◆ TASK DETAILS:
The lines to extract run from the first line of the entries through the line that contains "ones already delivered"; reproduce exactly those lines and no others.

▶

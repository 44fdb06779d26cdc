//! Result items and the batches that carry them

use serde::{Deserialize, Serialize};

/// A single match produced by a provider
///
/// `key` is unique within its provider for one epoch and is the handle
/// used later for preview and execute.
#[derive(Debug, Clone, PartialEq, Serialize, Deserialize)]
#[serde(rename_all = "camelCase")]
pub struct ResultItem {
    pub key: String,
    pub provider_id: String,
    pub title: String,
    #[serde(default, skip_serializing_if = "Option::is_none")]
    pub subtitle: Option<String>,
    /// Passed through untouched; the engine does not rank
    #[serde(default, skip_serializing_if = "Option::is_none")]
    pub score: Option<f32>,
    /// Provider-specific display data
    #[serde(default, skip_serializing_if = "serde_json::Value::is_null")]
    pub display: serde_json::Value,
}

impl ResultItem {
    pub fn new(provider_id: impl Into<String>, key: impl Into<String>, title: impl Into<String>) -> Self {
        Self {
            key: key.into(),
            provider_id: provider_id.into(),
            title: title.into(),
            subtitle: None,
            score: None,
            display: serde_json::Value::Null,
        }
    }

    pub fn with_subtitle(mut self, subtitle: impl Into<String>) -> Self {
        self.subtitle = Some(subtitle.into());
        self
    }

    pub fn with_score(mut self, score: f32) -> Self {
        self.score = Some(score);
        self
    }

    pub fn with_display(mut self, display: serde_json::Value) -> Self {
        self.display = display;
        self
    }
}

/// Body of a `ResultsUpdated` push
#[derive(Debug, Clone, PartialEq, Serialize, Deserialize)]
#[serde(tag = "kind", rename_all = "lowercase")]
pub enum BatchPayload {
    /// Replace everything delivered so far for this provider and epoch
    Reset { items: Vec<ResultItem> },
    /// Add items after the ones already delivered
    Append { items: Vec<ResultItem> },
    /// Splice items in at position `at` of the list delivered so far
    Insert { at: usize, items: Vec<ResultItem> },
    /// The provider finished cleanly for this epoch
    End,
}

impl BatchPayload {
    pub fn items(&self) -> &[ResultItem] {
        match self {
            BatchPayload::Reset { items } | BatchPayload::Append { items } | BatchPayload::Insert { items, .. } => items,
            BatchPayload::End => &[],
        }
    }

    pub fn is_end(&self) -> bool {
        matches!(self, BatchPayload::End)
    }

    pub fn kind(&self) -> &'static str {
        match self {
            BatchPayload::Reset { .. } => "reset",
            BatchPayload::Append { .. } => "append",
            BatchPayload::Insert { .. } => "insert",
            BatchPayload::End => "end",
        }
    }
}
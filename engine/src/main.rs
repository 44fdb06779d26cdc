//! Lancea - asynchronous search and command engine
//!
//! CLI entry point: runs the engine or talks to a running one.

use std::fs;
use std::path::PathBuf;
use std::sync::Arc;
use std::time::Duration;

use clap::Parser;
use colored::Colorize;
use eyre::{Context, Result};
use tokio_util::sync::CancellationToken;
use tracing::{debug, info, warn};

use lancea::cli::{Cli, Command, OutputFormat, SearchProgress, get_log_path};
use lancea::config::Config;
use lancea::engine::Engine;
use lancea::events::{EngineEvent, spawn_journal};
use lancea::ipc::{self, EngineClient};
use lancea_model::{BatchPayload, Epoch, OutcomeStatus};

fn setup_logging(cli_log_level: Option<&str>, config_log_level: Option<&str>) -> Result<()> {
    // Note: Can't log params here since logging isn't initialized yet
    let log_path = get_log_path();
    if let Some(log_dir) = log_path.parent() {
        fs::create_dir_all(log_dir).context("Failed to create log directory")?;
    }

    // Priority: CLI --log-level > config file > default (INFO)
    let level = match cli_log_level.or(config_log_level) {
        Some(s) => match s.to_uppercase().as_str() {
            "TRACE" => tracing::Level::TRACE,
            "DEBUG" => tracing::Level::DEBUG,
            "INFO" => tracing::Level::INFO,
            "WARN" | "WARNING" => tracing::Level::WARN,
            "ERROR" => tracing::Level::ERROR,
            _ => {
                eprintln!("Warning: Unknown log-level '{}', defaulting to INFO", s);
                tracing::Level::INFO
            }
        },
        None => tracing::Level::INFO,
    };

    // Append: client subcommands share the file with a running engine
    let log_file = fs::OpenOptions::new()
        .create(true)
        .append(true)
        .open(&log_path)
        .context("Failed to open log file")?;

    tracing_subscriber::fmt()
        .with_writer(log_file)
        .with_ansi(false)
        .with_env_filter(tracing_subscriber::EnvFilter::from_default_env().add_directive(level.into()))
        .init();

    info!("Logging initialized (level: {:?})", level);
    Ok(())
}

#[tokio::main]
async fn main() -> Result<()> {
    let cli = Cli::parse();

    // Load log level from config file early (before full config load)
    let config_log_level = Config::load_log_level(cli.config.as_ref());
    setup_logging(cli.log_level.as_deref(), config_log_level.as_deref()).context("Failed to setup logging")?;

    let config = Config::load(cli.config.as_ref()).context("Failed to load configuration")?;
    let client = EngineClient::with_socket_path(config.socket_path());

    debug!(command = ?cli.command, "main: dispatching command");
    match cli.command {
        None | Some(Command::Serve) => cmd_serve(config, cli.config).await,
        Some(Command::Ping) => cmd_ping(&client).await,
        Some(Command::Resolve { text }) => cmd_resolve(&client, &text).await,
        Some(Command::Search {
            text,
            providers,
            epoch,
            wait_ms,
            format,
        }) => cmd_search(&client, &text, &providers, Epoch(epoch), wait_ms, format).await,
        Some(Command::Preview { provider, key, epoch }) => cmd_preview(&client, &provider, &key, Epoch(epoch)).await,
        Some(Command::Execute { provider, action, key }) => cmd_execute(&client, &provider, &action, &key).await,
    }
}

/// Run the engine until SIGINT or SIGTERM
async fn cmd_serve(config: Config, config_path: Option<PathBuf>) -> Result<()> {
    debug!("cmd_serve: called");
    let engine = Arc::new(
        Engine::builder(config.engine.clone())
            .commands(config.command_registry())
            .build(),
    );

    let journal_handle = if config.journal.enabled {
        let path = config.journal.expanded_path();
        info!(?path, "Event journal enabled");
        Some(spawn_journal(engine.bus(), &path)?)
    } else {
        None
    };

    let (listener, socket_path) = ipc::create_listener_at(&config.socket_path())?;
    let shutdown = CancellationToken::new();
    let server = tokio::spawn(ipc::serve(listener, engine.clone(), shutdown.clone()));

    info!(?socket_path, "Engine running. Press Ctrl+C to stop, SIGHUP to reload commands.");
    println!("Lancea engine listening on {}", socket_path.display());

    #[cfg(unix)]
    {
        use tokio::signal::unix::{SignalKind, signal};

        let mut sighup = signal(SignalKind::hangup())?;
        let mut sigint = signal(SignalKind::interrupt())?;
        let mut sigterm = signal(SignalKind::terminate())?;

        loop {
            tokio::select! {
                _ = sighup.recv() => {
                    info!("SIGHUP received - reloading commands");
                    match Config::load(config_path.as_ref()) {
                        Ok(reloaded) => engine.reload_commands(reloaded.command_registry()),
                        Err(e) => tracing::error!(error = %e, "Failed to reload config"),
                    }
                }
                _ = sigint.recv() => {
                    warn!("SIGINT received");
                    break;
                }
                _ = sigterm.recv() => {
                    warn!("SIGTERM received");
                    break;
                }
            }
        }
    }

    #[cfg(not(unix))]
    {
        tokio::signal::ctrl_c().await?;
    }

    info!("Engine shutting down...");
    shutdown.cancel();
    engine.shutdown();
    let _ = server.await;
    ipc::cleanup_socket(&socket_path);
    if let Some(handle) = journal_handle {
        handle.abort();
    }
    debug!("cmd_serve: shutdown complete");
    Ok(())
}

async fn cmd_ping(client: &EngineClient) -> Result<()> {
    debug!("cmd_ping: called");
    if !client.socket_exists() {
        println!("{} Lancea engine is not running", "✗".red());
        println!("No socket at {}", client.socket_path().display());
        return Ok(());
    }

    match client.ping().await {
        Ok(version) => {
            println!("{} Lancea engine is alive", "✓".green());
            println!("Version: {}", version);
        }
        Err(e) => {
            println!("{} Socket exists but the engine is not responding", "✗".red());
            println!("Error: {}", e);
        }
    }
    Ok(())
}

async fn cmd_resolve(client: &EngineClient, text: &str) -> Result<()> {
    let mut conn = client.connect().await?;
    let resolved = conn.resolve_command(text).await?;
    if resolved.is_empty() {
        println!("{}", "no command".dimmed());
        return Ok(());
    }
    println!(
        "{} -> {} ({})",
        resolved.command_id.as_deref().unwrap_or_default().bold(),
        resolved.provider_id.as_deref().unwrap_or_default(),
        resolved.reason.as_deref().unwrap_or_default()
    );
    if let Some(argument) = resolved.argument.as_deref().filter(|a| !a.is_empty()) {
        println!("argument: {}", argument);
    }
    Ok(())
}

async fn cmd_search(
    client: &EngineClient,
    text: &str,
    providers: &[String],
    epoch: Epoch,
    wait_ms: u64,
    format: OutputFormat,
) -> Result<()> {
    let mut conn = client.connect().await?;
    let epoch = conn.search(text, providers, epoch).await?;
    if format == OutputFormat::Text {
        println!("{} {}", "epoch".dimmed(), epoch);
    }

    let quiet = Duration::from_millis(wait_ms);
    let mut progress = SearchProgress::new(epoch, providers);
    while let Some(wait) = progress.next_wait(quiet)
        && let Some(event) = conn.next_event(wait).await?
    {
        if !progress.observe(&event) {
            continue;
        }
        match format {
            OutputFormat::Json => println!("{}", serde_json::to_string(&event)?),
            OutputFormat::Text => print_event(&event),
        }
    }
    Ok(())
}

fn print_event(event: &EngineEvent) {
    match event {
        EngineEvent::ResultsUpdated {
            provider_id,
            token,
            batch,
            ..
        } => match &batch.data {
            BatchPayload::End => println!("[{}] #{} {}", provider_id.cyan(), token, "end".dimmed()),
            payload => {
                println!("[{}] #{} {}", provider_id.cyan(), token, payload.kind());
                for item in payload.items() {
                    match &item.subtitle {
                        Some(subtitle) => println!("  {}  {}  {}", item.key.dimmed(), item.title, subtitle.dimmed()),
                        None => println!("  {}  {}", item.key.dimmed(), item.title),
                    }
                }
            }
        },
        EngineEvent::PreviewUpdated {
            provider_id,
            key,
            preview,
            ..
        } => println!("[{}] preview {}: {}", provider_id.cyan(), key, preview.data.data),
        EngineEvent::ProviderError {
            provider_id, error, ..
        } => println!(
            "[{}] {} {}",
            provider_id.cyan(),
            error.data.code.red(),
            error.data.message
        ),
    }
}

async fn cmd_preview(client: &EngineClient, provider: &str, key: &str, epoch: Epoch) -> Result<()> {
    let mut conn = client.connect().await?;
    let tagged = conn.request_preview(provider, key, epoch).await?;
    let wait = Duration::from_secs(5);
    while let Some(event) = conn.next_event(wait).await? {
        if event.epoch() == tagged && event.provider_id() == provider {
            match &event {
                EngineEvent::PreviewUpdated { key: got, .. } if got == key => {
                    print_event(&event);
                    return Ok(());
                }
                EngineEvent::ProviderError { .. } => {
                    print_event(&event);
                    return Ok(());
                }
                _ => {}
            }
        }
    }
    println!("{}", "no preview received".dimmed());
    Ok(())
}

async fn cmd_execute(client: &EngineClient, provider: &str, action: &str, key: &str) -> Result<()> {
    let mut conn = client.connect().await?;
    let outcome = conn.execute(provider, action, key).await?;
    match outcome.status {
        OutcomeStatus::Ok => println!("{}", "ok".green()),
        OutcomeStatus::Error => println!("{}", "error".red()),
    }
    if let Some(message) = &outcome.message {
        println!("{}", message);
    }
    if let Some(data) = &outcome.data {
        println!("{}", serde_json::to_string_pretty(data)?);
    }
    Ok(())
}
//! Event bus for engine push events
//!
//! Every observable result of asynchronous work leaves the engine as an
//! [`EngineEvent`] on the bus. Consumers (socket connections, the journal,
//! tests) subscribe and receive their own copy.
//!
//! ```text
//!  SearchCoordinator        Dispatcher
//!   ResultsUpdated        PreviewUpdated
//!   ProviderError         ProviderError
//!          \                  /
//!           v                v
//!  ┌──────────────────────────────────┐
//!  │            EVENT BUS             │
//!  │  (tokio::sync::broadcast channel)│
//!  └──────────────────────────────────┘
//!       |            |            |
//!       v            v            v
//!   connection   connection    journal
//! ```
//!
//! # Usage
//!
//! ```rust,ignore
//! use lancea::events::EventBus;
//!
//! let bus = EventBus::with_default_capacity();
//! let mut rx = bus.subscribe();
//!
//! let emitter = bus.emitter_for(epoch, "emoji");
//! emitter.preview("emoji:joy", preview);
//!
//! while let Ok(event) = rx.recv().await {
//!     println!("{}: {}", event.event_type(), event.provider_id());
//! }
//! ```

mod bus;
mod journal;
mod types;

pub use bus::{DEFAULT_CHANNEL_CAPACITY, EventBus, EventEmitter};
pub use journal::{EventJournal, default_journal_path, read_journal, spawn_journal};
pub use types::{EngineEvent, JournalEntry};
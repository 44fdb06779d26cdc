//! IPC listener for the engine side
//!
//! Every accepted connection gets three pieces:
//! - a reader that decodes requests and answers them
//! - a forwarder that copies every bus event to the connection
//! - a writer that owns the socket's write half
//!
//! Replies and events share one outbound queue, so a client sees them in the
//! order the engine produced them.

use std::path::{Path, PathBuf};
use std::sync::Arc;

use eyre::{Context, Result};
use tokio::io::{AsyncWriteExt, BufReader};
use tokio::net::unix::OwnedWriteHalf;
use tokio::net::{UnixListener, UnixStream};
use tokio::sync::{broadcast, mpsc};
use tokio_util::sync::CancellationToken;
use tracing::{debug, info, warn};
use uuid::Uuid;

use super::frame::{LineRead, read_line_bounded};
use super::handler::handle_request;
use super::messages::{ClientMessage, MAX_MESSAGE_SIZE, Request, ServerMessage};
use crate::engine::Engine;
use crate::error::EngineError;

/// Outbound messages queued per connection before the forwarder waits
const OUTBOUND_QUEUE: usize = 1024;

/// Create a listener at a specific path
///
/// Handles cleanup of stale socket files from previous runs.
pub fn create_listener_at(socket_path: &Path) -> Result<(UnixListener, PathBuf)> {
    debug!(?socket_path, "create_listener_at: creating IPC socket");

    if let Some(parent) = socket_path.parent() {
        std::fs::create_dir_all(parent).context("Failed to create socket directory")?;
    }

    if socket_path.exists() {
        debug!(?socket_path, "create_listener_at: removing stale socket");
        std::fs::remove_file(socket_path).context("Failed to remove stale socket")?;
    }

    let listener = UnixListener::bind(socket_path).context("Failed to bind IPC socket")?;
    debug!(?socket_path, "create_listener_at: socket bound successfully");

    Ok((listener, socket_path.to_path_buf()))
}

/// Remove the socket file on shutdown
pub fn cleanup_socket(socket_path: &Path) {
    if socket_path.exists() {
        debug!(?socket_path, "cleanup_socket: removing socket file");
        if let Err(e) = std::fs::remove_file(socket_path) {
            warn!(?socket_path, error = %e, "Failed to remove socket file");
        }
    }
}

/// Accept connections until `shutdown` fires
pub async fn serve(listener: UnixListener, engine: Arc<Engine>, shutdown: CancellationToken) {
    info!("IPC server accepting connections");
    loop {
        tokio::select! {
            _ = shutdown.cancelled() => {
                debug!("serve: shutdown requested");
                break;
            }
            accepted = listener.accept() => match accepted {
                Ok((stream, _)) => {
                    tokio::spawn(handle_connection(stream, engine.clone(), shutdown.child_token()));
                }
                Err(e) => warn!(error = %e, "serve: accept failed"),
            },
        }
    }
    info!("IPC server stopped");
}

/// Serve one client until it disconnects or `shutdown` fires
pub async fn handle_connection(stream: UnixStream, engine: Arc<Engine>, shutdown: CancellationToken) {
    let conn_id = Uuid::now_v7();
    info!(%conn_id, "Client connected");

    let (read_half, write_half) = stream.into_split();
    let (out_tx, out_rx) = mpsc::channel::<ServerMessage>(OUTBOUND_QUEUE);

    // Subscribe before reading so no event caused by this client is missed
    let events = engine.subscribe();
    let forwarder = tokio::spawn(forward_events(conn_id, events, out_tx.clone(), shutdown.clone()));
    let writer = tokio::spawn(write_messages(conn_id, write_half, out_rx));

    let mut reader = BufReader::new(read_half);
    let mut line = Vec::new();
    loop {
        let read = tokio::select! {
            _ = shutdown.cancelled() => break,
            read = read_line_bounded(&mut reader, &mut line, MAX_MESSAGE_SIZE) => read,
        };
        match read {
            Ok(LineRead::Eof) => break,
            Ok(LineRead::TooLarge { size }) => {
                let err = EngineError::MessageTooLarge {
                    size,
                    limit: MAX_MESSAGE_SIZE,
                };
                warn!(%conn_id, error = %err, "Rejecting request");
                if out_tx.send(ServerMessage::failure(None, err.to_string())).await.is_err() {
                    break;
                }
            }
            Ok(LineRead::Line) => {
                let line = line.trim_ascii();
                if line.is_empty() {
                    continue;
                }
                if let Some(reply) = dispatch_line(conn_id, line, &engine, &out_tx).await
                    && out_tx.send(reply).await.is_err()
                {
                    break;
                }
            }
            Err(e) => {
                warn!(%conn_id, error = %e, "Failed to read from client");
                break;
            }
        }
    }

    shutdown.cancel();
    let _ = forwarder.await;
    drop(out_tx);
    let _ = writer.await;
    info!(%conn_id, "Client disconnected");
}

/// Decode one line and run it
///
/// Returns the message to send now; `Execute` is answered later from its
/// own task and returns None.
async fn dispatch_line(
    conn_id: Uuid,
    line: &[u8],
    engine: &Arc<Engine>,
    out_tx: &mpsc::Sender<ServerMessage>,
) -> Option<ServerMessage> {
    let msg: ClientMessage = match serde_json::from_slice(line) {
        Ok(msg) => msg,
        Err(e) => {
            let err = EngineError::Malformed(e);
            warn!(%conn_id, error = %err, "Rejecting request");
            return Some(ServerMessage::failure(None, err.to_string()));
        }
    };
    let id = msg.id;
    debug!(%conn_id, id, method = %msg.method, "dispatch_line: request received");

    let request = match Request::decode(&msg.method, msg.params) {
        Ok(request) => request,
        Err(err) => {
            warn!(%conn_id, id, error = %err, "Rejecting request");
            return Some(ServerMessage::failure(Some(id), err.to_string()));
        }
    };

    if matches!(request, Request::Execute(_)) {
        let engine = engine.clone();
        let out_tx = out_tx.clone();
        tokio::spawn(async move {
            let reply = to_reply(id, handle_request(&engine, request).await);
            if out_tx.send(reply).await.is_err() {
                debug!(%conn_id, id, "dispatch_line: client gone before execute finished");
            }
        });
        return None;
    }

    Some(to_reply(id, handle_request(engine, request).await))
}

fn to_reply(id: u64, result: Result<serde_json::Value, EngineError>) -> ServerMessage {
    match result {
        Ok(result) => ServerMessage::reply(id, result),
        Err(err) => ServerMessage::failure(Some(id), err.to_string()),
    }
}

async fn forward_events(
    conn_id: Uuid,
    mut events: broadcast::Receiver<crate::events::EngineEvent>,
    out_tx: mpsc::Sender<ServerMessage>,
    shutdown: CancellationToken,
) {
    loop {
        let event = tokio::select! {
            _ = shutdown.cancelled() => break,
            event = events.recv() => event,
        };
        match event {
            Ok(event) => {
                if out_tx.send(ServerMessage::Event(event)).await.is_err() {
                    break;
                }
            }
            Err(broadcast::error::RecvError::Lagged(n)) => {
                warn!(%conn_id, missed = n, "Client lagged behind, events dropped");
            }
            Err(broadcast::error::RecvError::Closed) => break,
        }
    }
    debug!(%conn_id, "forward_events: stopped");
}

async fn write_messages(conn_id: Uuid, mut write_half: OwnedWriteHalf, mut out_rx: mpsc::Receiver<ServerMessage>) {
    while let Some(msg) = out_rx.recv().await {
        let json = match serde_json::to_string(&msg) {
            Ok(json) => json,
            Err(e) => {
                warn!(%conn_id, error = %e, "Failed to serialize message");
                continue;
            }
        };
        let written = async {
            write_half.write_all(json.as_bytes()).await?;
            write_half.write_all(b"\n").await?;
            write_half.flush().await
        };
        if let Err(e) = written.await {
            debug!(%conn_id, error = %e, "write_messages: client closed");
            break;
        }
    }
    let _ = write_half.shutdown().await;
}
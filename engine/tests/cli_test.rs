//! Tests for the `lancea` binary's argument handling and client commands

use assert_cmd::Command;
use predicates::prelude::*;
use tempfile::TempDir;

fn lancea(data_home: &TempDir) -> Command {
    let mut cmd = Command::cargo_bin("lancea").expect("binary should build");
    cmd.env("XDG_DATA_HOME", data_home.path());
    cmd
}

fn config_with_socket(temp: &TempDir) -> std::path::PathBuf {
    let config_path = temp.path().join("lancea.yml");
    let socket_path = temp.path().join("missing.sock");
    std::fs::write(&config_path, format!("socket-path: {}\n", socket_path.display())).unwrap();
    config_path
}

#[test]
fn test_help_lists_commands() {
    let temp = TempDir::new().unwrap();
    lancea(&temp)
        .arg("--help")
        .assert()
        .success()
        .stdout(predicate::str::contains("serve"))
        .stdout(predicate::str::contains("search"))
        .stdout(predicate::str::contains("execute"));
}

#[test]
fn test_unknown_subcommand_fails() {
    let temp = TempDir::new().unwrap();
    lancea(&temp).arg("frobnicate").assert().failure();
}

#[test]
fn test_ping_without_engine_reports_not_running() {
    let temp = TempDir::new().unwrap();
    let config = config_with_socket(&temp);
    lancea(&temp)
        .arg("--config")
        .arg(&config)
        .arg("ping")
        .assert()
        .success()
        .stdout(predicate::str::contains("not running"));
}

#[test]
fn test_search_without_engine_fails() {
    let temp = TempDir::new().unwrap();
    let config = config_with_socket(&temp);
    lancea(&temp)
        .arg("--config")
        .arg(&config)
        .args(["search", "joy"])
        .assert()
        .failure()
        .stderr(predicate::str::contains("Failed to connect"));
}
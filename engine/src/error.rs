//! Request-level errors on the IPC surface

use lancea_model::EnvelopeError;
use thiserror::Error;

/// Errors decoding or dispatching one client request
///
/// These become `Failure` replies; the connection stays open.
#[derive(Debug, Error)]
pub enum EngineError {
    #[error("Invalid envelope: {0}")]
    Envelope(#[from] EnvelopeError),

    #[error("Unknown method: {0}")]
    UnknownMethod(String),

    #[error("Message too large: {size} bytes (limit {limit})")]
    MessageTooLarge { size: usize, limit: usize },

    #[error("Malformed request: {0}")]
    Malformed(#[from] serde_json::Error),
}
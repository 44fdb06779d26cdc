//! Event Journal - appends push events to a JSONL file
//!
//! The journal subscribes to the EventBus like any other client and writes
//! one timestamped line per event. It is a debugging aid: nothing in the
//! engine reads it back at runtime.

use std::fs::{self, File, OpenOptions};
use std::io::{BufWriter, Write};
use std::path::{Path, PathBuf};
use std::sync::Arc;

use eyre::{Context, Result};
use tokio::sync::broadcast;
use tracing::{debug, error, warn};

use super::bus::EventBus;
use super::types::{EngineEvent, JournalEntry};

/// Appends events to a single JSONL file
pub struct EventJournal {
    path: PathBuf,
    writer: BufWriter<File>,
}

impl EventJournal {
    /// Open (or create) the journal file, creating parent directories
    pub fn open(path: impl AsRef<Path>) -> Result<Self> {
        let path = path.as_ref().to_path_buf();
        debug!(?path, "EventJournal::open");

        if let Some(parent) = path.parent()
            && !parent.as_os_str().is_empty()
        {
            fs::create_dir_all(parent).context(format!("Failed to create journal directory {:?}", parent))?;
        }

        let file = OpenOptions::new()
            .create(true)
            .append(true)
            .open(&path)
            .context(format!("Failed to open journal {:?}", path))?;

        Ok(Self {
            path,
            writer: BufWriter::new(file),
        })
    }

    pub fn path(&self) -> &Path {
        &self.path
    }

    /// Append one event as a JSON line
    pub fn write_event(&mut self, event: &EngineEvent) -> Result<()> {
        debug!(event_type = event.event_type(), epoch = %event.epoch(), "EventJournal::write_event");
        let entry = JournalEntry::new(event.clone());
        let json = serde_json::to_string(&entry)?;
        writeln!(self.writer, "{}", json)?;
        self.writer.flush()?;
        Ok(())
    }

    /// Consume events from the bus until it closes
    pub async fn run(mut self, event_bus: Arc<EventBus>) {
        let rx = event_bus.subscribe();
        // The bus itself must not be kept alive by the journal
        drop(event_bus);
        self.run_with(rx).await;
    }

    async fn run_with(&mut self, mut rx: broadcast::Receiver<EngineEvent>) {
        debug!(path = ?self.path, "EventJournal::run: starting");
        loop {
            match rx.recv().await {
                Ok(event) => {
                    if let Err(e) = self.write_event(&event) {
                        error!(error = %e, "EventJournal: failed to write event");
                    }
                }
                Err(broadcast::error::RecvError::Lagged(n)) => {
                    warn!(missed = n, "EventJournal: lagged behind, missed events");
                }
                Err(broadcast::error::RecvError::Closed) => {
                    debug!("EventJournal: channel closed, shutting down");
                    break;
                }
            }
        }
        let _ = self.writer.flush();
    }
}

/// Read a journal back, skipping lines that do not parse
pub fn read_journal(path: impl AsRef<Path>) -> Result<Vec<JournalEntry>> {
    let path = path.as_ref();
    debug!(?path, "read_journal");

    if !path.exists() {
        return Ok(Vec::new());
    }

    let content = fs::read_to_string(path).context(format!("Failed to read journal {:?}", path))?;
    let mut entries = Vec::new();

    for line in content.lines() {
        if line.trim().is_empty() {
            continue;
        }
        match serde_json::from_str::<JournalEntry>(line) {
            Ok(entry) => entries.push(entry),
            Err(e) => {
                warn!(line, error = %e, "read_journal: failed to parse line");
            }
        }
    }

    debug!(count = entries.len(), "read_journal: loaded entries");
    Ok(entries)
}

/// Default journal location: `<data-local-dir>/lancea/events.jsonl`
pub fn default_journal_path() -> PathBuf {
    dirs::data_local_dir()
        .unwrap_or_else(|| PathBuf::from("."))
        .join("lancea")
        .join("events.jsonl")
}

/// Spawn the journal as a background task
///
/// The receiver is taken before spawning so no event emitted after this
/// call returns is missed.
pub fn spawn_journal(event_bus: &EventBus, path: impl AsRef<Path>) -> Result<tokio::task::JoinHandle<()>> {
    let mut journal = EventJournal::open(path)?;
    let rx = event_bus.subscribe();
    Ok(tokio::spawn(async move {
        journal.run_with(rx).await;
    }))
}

◀

◆ TASK OUTPUT:
repository 44fdb06779d26cdc
//! Result items and the batches that carry them

use serde::{Deserialize, Serialize};

/// A single match produced by a provider
///
/// `key` is unique within its provider for one epoch and is the handle
/// used later for preview and execute.
#[derive(Debug, Clone, PartialEq, Serialize, Deserialize)]
#[serde(rename_all = "camelCase")]
pub struct ResultItem {
    pub key: String,
    pub provider_id: String,
    pub title: String,
    #[serde(default, skip_serializing_if = "Option::is_none")]
    pub subtitle: Option<String>,
    /// Passed through untouched; the engine does not rank
    #[serde(default, skip_serializing_if = "Option::is_none")]
    pub score: Option<f32>,
    /// Provider-specific display data
    #[serde(default, skip_serializing_if = "serde_json::Value::is_null")]
    pub display: serde_json::Value,
}

impl ResultItem {
    pub fn new(provider_id: impl Into<String>, key: impl Into<String>, title: impl Into<String>) -> Self {
        Self {
            key: key.into(),
            provider_id: provider_id.into(),
            title: title.into(),
            subtitle: None,
            score: None,
            display: serde_json::Value::Null,
        }
    }

    pub fn with_subtitle(mut self, subtitle: impl Into<String>) -> Self {
        self.subtitle = Some(subtitle.into());
        self
    }

    pub fn with_score(mut self, score: f32) -> Self {
        self.score = Some(score);
        self
    }

    pub fn with_display(mut self, display: serde_json::Value) -> Self {
        self.display = display;
        self
    }
}

/// Body of a `ResultsUpdated` push
#[derive(Debug, Clone, PartialEq, Serialize, Deserialize)]
#[serde(tag = "kind", rename_all = "lowercase")]
pub enum BatchPayload {
    /// Replace everything delivered so far for this provider and epoch
    Reset { items: Vec<ResultItem> },
    /// Add items after the ones already delivered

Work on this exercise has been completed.